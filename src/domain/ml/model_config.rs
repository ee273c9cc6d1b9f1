use crate::domain::errors::FeatureError;
use crate::domain::ml::feature_registry::ColumnKey;
use chrono::NaiveDate;
use std::collections::HashSet;
use std::fmt;
use std::str::FromStr;

pub const DEFAULT_NUM_DAYS: usize = 60;

/// Named sets of information keys, one per model variant.
#[derive(Debug, Clone, Copy, PartialEq, Eq, Hash)]
pub enum ModelPreset {
    DayTrade,
    Macd,
    ImpulseMacd,
    Reversal,
    Earnings,
    Rsi,
    Breakout,
}

impl ModelPreset {
    pub fn columns(self) -> Vec<ColumnKey> {
        use ColumnKey::*;
        match self {
            ModelPreset::DayTrade => vec![Close],
            ModelPreset::Macd => vec![Close, Macd, Histogram, EmaFlips, Ema200],
            ModelPreset::ImpulseMacd => vec![
                Close, Histogram, Momentum, Change, EmaFlips, SignalFlips, Ema200,
            ],
            ModelPreset::Reversal => vec![
                Close,
                GradualLiquiditySpike,
                SharpLiquiditySpike,
                MomentumOscillator,
            ],
            ModelPreset::Earnings => vec![Close, EarningDiffs, Momentum],
            ModelPreset::Rsi => vec![Close, Rsi, Trama],
            ModelPreset::Breakout => vec![
                Close,
                Rsi,
                Trama,
                BollingerMiddle,
                AboveBollinger,
                BelowBollinger,
                Momentum,
            ],
        }
    }

    pub fn as_str(self) -> &'static str {
        match self {
            ModelPreset::DayTrade => "day_trade",
            ModelPreset::Macd => "macd",
            ModelPreset::ImpulseMacd => "impulse_macd",
            ModelPreset::Reversal => "reversal",
            ModelPreset::Earnings => "earnings",
            ModelPreset::Rsi => "rsi",
            ModelPreset::Breakout => "breakout",
        }
    }
}

impl fmt::Display for ModelPreset {
    fn fmt(&self, f: &mut fmt::Formatter<'_>) -> fmt::Result {
        f.write_str(self.as_str())
    }
}

impl FromStr for ModelPreset {
    type Err = FeatureError;

    fn from_str(s: &str) -> Result<Self, Self::Err> {
        match s.trim().to_lowercase().as_str() {
            "day_trade" | "daytrade" => Ok(ModelPreset::DayTrade),
            "macd" => Ok(ModelPreset::Macd),
            "impulse_macd" | "impulsemacd" => Ok(ModelPreset::ImpulseMacd),
            "reversal" => Ok(ModelPreset::Reversal),
            "earnings" => Ok(ModelPreset::Earnings),
            "rsi" => Ok(ModelPreset::Rsi),
            "breakout" => Ok(ModelPreset::Breakout),
            other => Err(FeatureError::InvalidConfig {
                reason: format!("unknown model preset '{}'", other),
            }),
        }
    }
}

/// Immutable description of one model's feature window.
#[derive(Debug, Clone, PartialEq, Eq)]
pub struct ModelConfig {
    stock_symbol: String,
    columns: Vec<ColumnKey>,
    num_days: usize,
    start_date: NaiveDate,
    end_date: NaiveDate,
}

impl ModelConfig {
    pub fn new(
        stock_symbol: impl Into<String>,
        columns: Vec<ColumnKey>,
        num_days: usize,
        start_date: NaiveDate,
        end_date: NaiveDate,
    ) -> Result<Self, FeatureError> {
        let stock_symbol = stock_symbol.into();

        if stock_symbol.trim().is_empty() {
            return Err(FeatureError::InvalidConfig {
                reason: "stock symbol is empty".to_string(),
            });
        }
        if columns.is_empty() {
            return Err(FeatureError::InvalidConfig {
                reason: "no information keys requested".to_string(),
            });
        }
        let mut seen = HashSet::new();
        if let Some(duplicate) = columns.iter().find(|c| !seen.insert(**c)) {
            return Err(FeatureError::InvalidConfig {
                reason: format!("information key '{}' requested twice", duplicate),
            });
        }
        if num_days == 0 {
            return Err(FeatureError::InvalidConfig {
                reason: "num_days must be at least 1".to_string(),
            });
        }
        if start_date > end_date {
            return Err(FeatureError::InvalidConfig {
                reason: format!("start date {} is after end date {}", start_date, end_date),
            });
        }

        Ok(Self {
            stock_symbol,
            columns,
            num_days,
            start_date,
            end_date,
        })
    }

    /// Parses information keys by their registered names.
    pub fn from_keys<S: AsRef<str>>(
        stock_symbol: impl Into<String>,
        keys: &[S],
        num_days: usize,
        start_date: NaiveDate,
        end_date: NaiveDate,
    ) -> Result<Self, FeatureError> {
        let columns = keys
            .iter()
            .map(|k| ColumnKey::from_name(k.as_ref()))
            .collect::<Result<Vec<_>, _>>()?;
        Self::new(stock_symbol, columns, num_days, start_date, end_date)
    }

    pub fn from_preset(
        preset: ModelPreset,
        stock_symbol: impl Into<String>,
        num_days: usize,
        start_date: NaiveDate,
        end_date: NaiveDate,
    ) -> Result<Self, FeatureError> {
        Self::new(stock_symbol, preset.columns(), num_days, start_date, end_date)
    }

    pub fn stock_symbol(&self) -> &str {
        &self.stock_symbol
    }

    pub fn columns(&self) -> &[ColumnKey] {
        &self.columns
    }

    pub fn num_days(&self) -> usize {
        self.num_days
    }

    /// First day of indicator history.
    pub fn start_date(&self) -> NaiveDate {
        self.start_date
    }

    pub fn end_date(&self) -> NaiveDate {
        self.end_date
    }

    pub fn needs_earnings(&self) -> bool {
        self.columns.contains(&ColumnKey::EarningDiffs)
    }
}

▸ DIRECTIONS: All lines from the opening of the listing above through the line that contains "use std::str::FromStr;" should be given again exactly, and nothing more.

▸ WRITTEN SOLUTION:
filename src/domain/ml/model_config.rs
repository ee273c9cc6d1b9f1
use crate::domain::errors::FeatureError;
use crate::domain::ml::feature_registry::ColumnKey;
use chrono::NaiveDate;
use std::collections::HashSet;
use std::fmt;
use std::str::FromStr;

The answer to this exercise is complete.